The records that follow are to be repeated exactly, in full.

•••

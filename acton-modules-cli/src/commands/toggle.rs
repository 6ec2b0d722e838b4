//! `module:enable` / `module:disable` commands

use acton_modules::{Registry, Slug};
use anyhow::Result;
use console::style;

use super::SUCCESS;

/// Flip a module's `enabled` flag
pub struct ToggleCommand {
    slug: Slug,
    enable: bool,
}

impl ToggleCommand {
    /// Enable `slug`
    #[must_use]
    pub const fn enable(slug: Slug) -> Self {
        Self { slug, enable: true }
    }

    /// Disable `slug`
    #[must_use]
    pub const fn disable(slug: Slug) -> Self {
        Self {
            slug,
            enable: false,
        }
    }

    /// Execute the command
    ///
    /// # Errors
    ///
    /// Returns `NotFound` if the module does not exist, or a storage failure.
    pub fn execute(&self, registry: &Registry) -> Result<()> {
        let state = if self.enable {
            registry.enable(&self.slug)?;
            style("enabled").green()
        } else {
            registry.disable(&self.slug)?;
            style("disabled").yellow()
        };

        println!("{} Module {} {}", SUCCESS, style(&self.slug).cyan().bold(), state);
        Ok(())
    }
}
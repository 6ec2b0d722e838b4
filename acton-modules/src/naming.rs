//! Naming helpers for module identifiers and generated artifacts
//!
//! Thin wrappers around the inflector crate so every component derives display
//! names, file names, and class names the same way.

use inflector::Inflector;

/// Naming conventions shared by the path resolver and the generators
pub struct Naming;

impl Naming {
    /// Studly (`PascalCase`) display name for a slug
    ///
    /// # Examples
    ///
    /// ```
    /// # use acton_modules::naming::Naming;
    /// assert_eq!(Naming::studly("blog"), "Blog");
    /// assert_eq!(Naming::studly("user_profiles"), "UserProfiles");
    /// ```
    #[must_use]
    pub fn studly(input: &str) -> String {
        input.to_pascal_case()
    }

    /// Convert string to `snake_case`
    ///
    /// # Examples
    ///
    /// ```
    /// # use acton_modules::naming::Naming;
    /// assert_eq!(Naming::snake("PostController"), "post_controller");
    /// assert_eq!(Naming::snake("HTTPRequest"), "http_request");
    /// ```
    #[must_use]
    pub fn snake(input: &str) -> String {
        input.to_snake_case()
    }

    /// Rust source file name for a class-like artifact
    ///
    /// # Examples
    ///
    /// ```
    /// # use acton_modules::naming::Naming;
    /// assert_eq!(Naming::file_name("PostController"), "post_controller.rs");
    /// ```
    #[must_use]
    pub fn file_name(class_name: &str) -> String {
        format!("{}.rs", Self::snake(class_name))
    }

    /// Normalised table name for migrations
    ///
    /// Table names are taken as given apart from casing, so `users` stays `users`
    /// and `BlogPosts` becomes `blog_posts`.
    #[must_use]
    pub fn table(input: &str) -> String {
        Self::snake(input.trim())
    }
}
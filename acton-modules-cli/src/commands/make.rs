//! `module:make` command

use acton_modules::{Registry, ScaffoldGenerator, ScaffoldReport};
use anyhow::{Context, Result};
use console::style;
use indicatif::{ProgressBar, ProgressStyle};

use super::SUCCESS;

/// Scaffold a new module
pub struct MakeCommand<'a> {
    name: &'a str,
}

impl<'a> MakeCommand<'a> {
    /// Create a new command instance
    #[must_use]
    pub const fn new(name: &'a str) -> Self {
        Self { name }
    }

    /// Execute the command
    ///
    /// # Errors
    ///
    /// Returns the generator error, e.g. `AlreadyExists` or an I/O failure.
    pub fn execute(&self, registry: &Registry) -> Result<()> {
        println!(
            "{} {} {}",
            style("Creating").green().bold(),
            style("module:").bold(),
            style(self.name).cyan().bold()
        );

        let spinner = ProgressBar::new_spinner();
        spinner.set_style(
            ProgressStyle::default_spinner()
                .template("{spinner:.green} {msg}")
                .context("Failed to set progress style")?,
        );
        spinner.enable_steady_tick(std::time::Duration::from_millis(100));
        spinner.set_message("Generating module structure...");

        let result = ScaffoldGenerator::new(registry).generate(self.name);
        spinner.finish_and_clear();

        let report = result?;
        Self::print_success(registry, &report);
        Ok(())
    }

    fn print_success(registry: &Registry, report: &ScaffoldReport) {
        let root = registry.root_path();
        let module_dir = &report.directories[0];

        println!();
        println!("{} {}", SUCCESS, style("Module created successfully!").green().bold());
        println!();
        println!("  {}       {}", style("Path:").bold(), module_dir.display());
        println!(
            "  {}  {}",
            style("Namespace:").bold(),
            registry.module_namespace(report.module.slug())
        );
        println!();
        println!("{} {} files:", style("Generated").green().bold(), report.files.len());
        for file in report.files.iter().filter(|f| !f.ends_with(".gitkeep")) {
            let shown = file.strip_prefix(root).unwrap_or(file);
            println!("  {} {}", style("+").green(), shown.display());
        }
        println!();
        println!("{}", style("Next steps:").bold());
        println!(
            "  {} Add a controller: {}",
            style("1.").cyan(),
            style(format!(
                "acton-modules module:make:controller {} <Name>",
                report.module.slug()
            ))
            .cyan()
        );
        println!(
            "  {} Add a migration:  {}",
            style("2.").cyan(),
            style(format!(
                "acton-modules module:make:migration {} <table>",
                report.module.slug()
            ))
            .cyan()
        );
    }
}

•••

Answer to the exercise
filename acton-modules-cli/src/commands/toggle.rs
repository 6ec2b0d722e838b4
//! `module:enable` / `module:disable` commands

use acton_modules::{Registry, Slug};
use anyhow::Result;
use console::style;

use super::SUCCESS;

/// Flip a module's `enabled` flag
pub struct ToggleCommand {
    slug: Slug,
    enable: bool,
}

impl ToggleCommand {
    /// Enable `slug`
    #[must_use]
    pub const fn enable(slug: Slug) -> Self {
        Self { slug, enable: true }
    }

    /// Disable `slug`
    #[must_use]
    pub const fn disable(slug: Slug) -> Self {
        Self {
            slug,
            enable: false,
        }
    }

    /// Execute the command
    ///
    /// # Errors
    ///
    /// Returns `NotFound` if the module does not exist, or a storage failure.
    pub fn execute(&self, registry: &Registry) -> Result<()> {
        let state = if self.enable {
            registry.enable(&self.slug)?;
            style("enabled").green()
        } else {
            registry.disable(&self.slug)?;
            style("disabled").yellow()
        };

        println!("{} Module {} {}", SUCCESS, style(&self.slug).cyan().bold(), state);
        Ok(())
    }
}
repository 6ec2b0d722e838b4
filename acton-modules/src/naming.rs
//! Naming helpers for module identifiers and generated artifacts
//!
//! Thin wrappers around the inflector crate so every component derives display
//! names, file names, and class names the same way.

use inflector::Inflector;

/// Naming conventions shared by the path resolver and the generators
pub struct Naming;

impl Naming {
    /// Studly (`PascalCase`) display name for a slug
    ///
    /// # Examples
    ///
    /// ```
    /// # use acton_modules::naming::Naming;
    /// assert_eq!(Naming::studly("blog"), "Blog");
    /// assert_eq!(Naming::studly("user_profiles"), "UserProfiles");
    /// ```
    #[must_use]
    pub fn studly(input: &str) -> String {
        input.to_pascal_case()
    }

    /// Convert string to `snake_case`
    ///
    /// # Examples
    ///
    /// ```
    /// # use acton_modules::naming::Naming;
    /// assert_eq!(Naming::snake("PostController"), "post_controller");
    /// assert_eq!(Naming::snake("HTTPRequest"), "http_request");
    /// ```
    #[must_use]
    pub fn snake(input: &str) -> String {
        input.to_snake_case()
    }

    /// Rust source file name for a class-like artifact
    ///
    /// # Examples
    ///
    /// ```
    /// # use acton_modules::naming::Naming;
    /// assert_eq!(Naming::file_name("PostController"), "post_controller.rs");
    /// ```
    #[must_use]
    pub fn file_name(class_name: &str) -> String {
        format!("{}.rs", Self::snake(class_name))
    }

    /// Normalised table name for migrations
    ///
    /// Table names are taken as given apart from casing, so `users` stays `users`
    /// and `BlogPosts` becomes `blog_posts`.
    #[must_use]
    pub fn table(input: &str) -> String {
        Self::snake(input.trim())
    }
}
filename acton-modules-cli/src/commands/make.rs
//! `module:make` command

use acton_modules::{Registry, ScaffoldGenerator, ScaffoldReport};
use anyhow::{Context, Result};
use console::style;
use indicatif::{ProgressBar, ProgressStyle};

use super::SUCCESS;

/// Scaffold a new module
pub struct MakeCommand<'a> {
    name: &'a str,
}

impl<'a> MakeCommand<'a> {
    /// Create a new command instance
    #[must_use]
    pub const fn new(name: &'a str) -> Self {
        Self { name }
    }

    /// Execute the command
    ///
    /// # Errors
    ///
    /// Returns the generator error, e.g. `AlreadyExists` or an I/O failure.
    pub fn execute(&self, registry: &Registry) -> Result<()> {
        println!(
            "{} {} {}",
            style("Creating").green().bold(),
            style("module:").bold(),
            style(self.name).cyan().bold()
        );

        let spinner = ProgressBar::new_spinner();
        spinner.set_style(
            ProgressStyle::default_spinner()
                .template("{spinner:.green} {msg}")
                .context("Failed to set progress style")?,
        );
        spinner.enable_steady_tick(std::time::Duration::from_millis(100));
        spinner.set_message("Generating module structure...");

        let result = ScaffoldGenerator::new(registry).generate(self.name);
        spinner.finish_and_clear();

        let report = result?;
        Self::print_success(registry, &report);
        Ok(())
    }

    fn print_success(registry: &Registry, report: &ScaffoldReport) {
        let root = registry.root_path();
        let module_dir = &report.directories[0];

        println!();
        println!("{} {}", SUCCESS, style("Module created successfully!").green().bold());
        println!();
        println!("  {}       {}", style("Path:").bold(), module_dir.display());
        println!(
            "  {}  {}",
            style("Namespace:").bold(),
            registry.module_namespace(report.module.slug())
        );
        println!();
        println!("{} {} files:", style("Generated").green().bold(), report.files.len());
        for file in report.files.iter().filter(|f| !f.ends_with(".gitkeep")) {
            let shown = file.strip_prefix(root).unwrap_or(file);
            println!("  {} {}", style("+").green(), shown.display());
        }
        println!();
        println!("{}", style("Next steps:").bold());
        println!(
            "  {} Add a controller: {}",
            style("1.").cyan(),
            style(format!(
                "acton-modules module:make:controller {} <Name>",
                report.module.slug()
            ))
            .cyan()
        );
        println!(
            "  {} Add a migration:  {}",
            style("2.").cyan(),
            style(format!(
                "acton-modules module:make:migration {} <table>",
                report.module.slug()
            ))
            .cyan()
        );
    }
}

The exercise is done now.